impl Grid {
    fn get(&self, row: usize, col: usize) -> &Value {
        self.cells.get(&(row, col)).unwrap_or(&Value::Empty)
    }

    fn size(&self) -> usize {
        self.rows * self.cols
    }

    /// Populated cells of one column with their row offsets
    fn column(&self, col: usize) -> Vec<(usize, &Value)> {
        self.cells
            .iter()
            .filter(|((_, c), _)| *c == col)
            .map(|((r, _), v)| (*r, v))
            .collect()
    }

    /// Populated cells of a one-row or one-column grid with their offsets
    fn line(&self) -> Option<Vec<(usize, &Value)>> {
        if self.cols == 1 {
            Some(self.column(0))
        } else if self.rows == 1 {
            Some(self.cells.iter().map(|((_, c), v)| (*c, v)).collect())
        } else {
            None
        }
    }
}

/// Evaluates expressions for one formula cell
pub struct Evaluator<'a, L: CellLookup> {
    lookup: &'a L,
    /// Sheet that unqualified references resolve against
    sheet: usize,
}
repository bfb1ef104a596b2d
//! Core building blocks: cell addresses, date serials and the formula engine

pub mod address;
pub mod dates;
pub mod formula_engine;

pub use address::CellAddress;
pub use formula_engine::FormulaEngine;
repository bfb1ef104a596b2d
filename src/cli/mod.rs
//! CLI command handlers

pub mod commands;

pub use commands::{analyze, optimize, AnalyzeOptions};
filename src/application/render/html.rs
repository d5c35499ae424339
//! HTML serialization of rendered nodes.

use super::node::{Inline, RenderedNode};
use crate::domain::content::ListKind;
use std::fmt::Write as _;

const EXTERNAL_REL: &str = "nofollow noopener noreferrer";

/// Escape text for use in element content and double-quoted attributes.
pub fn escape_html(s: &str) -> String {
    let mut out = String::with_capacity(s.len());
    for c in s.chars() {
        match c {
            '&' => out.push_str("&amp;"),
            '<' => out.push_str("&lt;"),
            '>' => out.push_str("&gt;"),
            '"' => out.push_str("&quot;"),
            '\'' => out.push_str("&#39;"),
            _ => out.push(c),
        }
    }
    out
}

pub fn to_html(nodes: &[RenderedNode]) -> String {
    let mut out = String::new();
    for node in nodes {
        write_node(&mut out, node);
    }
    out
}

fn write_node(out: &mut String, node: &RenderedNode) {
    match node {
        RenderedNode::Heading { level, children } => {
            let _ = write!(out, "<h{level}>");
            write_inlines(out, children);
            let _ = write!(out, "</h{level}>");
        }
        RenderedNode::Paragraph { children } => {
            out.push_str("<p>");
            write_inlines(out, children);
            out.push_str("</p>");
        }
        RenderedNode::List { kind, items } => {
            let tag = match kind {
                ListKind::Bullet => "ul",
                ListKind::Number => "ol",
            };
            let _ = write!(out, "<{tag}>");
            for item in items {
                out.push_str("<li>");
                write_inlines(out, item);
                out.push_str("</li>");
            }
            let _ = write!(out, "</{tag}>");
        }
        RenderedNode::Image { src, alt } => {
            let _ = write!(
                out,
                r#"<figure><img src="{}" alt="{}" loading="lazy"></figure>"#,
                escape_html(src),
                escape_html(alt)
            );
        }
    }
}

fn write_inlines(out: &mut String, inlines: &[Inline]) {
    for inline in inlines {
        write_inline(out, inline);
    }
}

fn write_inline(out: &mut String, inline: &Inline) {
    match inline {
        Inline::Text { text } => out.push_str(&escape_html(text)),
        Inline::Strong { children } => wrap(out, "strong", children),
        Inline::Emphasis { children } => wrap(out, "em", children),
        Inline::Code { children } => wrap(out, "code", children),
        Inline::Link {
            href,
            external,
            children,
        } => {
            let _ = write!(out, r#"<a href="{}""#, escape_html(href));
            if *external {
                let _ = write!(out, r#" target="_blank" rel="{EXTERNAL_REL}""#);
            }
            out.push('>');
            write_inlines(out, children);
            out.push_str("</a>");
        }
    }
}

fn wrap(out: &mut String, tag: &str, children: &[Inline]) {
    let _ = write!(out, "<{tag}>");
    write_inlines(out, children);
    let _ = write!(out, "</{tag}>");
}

———

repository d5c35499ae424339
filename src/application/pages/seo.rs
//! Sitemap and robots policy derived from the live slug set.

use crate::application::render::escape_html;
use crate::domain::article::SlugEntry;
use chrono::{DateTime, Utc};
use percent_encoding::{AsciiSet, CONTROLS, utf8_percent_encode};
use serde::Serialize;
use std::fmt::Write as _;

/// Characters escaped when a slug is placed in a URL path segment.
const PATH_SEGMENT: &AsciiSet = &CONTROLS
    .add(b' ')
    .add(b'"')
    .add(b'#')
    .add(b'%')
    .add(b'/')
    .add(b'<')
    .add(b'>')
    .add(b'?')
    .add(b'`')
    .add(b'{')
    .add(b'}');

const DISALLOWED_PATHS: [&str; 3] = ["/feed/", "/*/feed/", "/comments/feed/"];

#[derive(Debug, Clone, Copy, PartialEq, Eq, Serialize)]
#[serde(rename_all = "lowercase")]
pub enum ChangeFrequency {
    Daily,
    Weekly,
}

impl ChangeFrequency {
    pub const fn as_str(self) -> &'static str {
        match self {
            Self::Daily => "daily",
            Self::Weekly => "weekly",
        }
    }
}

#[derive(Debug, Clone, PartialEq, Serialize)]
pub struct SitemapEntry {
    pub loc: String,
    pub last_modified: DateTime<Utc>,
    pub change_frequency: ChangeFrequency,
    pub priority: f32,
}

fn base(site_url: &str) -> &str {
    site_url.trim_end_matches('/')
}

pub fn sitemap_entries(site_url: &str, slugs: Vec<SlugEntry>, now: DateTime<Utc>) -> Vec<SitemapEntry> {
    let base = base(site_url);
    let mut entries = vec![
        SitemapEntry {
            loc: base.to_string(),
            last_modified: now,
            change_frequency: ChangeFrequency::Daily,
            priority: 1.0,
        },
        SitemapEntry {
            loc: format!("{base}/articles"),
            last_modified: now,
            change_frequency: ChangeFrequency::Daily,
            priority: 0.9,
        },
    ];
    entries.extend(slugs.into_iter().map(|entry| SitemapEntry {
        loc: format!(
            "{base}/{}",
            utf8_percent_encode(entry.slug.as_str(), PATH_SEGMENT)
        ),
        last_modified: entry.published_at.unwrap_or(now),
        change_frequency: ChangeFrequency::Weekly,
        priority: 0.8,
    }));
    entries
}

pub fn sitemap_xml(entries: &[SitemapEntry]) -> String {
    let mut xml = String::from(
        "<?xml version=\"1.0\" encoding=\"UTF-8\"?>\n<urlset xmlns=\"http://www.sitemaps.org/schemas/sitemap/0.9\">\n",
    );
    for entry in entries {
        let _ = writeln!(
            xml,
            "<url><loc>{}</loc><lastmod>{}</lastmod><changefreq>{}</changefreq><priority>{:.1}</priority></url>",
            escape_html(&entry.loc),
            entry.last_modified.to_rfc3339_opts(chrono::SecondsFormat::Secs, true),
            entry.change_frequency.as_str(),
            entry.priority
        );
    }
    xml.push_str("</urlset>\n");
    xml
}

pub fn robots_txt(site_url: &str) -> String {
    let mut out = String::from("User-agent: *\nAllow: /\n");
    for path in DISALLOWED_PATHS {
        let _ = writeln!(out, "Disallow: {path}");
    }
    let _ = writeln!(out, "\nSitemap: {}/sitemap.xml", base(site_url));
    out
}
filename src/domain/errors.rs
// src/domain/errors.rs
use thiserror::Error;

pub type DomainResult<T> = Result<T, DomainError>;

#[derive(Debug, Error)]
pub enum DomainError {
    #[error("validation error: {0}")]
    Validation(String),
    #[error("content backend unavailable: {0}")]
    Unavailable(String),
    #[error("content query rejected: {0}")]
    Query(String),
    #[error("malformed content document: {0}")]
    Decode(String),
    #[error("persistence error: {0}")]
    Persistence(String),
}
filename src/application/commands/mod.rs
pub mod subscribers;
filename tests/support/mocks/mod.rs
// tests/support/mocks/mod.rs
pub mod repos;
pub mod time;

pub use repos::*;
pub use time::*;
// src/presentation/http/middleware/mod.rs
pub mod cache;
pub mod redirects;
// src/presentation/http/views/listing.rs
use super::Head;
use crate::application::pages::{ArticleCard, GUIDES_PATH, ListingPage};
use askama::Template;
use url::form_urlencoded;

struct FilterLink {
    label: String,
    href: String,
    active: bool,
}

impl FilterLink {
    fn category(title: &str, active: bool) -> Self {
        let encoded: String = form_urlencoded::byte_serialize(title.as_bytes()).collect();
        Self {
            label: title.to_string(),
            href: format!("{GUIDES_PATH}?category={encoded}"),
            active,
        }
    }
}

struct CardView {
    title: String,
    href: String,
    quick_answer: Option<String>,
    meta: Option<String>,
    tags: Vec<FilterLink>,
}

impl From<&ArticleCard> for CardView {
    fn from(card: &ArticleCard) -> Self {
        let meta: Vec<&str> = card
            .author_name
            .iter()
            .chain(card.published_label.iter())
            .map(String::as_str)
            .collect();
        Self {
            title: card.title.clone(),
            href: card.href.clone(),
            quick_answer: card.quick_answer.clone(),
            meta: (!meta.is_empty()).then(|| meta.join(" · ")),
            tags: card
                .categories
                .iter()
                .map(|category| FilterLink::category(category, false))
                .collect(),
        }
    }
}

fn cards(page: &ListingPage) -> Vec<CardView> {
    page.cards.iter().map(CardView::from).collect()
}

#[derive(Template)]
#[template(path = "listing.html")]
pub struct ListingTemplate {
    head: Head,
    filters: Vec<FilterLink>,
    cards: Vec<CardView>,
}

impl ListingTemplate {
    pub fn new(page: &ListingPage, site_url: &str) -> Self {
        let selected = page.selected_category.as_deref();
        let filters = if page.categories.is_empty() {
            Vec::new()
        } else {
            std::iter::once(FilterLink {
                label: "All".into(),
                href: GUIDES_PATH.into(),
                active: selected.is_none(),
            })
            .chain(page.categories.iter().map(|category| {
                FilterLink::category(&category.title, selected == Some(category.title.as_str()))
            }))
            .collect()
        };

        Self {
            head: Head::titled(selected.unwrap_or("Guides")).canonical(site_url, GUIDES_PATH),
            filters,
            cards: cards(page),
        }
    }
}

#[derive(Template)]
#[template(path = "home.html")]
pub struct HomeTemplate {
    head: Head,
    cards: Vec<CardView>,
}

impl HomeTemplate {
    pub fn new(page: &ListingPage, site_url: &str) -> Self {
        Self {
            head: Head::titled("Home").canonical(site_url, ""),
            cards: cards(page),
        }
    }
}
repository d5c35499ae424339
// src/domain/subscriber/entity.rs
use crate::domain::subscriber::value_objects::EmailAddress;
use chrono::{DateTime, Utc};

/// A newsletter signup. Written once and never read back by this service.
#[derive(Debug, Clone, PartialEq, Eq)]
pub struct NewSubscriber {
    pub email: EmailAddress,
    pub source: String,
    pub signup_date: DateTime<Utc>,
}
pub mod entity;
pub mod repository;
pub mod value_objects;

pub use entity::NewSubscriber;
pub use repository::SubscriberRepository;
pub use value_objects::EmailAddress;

———

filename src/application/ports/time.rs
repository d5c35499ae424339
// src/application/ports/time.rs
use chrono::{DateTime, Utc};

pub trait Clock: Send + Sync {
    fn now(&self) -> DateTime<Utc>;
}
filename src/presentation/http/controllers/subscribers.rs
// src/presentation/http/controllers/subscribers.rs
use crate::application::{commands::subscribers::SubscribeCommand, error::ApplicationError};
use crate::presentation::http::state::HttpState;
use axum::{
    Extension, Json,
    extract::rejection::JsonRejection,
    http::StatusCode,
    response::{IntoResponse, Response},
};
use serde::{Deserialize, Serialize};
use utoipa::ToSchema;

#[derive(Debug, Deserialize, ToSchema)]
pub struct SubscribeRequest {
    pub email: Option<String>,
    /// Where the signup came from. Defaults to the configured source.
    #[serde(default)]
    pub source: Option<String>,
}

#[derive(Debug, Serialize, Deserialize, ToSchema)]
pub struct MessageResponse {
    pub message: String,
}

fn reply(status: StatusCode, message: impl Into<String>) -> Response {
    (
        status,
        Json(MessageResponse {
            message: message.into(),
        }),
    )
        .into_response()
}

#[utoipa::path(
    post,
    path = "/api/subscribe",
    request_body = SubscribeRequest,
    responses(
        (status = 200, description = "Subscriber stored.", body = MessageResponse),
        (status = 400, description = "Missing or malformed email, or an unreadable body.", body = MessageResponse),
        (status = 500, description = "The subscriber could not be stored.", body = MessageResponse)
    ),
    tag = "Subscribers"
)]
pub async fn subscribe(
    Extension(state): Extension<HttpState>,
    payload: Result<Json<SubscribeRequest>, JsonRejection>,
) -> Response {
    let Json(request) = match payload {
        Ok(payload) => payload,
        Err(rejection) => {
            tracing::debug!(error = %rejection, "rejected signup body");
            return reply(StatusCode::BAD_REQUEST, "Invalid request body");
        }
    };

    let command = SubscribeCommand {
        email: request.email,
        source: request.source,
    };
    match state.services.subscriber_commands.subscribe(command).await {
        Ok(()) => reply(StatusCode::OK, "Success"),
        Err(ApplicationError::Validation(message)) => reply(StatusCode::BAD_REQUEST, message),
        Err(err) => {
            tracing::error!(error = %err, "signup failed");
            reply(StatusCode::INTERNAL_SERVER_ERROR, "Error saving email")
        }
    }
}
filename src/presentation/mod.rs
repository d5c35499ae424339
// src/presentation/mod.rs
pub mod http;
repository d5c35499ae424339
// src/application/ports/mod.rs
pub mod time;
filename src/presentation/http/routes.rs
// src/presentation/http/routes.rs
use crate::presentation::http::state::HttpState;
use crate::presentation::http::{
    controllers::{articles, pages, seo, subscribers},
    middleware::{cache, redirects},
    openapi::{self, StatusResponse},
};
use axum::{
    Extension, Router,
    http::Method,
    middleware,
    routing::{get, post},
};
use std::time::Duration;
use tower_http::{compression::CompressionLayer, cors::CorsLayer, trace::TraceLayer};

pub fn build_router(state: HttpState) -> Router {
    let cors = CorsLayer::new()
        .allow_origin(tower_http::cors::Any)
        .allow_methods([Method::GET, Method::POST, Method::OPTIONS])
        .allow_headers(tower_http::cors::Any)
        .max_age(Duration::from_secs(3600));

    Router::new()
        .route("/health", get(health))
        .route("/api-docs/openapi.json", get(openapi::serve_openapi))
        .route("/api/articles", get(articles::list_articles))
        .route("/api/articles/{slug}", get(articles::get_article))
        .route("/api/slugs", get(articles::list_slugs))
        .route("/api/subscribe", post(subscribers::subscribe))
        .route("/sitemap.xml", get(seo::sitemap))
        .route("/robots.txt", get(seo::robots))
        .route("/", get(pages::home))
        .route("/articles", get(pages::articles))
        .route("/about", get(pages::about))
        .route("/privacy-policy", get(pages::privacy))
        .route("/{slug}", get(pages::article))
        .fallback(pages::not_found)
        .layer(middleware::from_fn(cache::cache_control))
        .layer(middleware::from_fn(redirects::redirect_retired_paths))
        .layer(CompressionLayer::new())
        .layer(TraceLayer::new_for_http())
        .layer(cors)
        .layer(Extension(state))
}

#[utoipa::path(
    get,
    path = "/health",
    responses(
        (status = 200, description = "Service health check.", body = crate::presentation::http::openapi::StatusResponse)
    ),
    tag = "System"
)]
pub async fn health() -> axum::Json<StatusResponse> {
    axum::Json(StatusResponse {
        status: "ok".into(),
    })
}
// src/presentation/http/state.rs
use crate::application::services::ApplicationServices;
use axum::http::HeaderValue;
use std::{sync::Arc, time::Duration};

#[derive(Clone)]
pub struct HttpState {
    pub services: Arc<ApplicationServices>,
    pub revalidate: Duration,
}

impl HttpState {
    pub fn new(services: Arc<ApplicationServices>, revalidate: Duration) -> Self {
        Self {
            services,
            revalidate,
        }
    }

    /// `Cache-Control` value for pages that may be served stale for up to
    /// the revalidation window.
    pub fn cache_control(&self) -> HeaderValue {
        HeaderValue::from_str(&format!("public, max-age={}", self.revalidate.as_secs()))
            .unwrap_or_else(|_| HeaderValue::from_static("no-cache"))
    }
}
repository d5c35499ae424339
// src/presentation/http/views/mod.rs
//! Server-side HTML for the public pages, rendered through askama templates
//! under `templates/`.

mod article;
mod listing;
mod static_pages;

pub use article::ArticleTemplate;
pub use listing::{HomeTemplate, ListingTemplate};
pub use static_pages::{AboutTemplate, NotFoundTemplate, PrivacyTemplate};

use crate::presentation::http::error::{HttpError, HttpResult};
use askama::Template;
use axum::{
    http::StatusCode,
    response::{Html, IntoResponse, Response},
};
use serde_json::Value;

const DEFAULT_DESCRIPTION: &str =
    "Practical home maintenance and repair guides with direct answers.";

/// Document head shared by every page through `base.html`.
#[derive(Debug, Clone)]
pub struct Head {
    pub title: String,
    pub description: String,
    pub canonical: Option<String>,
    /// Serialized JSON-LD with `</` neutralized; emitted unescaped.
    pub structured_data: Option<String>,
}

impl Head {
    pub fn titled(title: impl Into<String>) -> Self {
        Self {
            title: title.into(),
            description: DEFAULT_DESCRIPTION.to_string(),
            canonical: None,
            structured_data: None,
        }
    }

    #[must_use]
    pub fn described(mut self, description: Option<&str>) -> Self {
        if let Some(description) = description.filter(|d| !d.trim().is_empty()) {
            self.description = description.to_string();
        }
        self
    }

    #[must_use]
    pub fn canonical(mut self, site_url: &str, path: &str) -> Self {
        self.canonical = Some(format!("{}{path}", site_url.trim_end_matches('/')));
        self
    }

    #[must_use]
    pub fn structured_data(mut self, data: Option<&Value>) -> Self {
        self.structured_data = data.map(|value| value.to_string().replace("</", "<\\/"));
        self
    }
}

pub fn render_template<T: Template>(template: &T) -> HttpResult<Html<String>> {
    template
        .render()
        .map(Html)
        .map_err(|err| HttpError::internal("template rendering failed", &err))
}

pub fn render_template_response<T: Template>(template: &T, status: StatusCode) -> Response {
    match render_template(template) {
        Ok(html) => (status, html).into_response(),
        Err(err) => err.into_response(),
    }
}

———

### TO DO
Scan the lines above for the word "HttpError" and copy every one where it occurs.

### EXPECTED ANSWER
use crate::presentation::http::error::{HttpError, HttpResult};
        .map_err(|err| HttpError::internal("template rendering failed", &err))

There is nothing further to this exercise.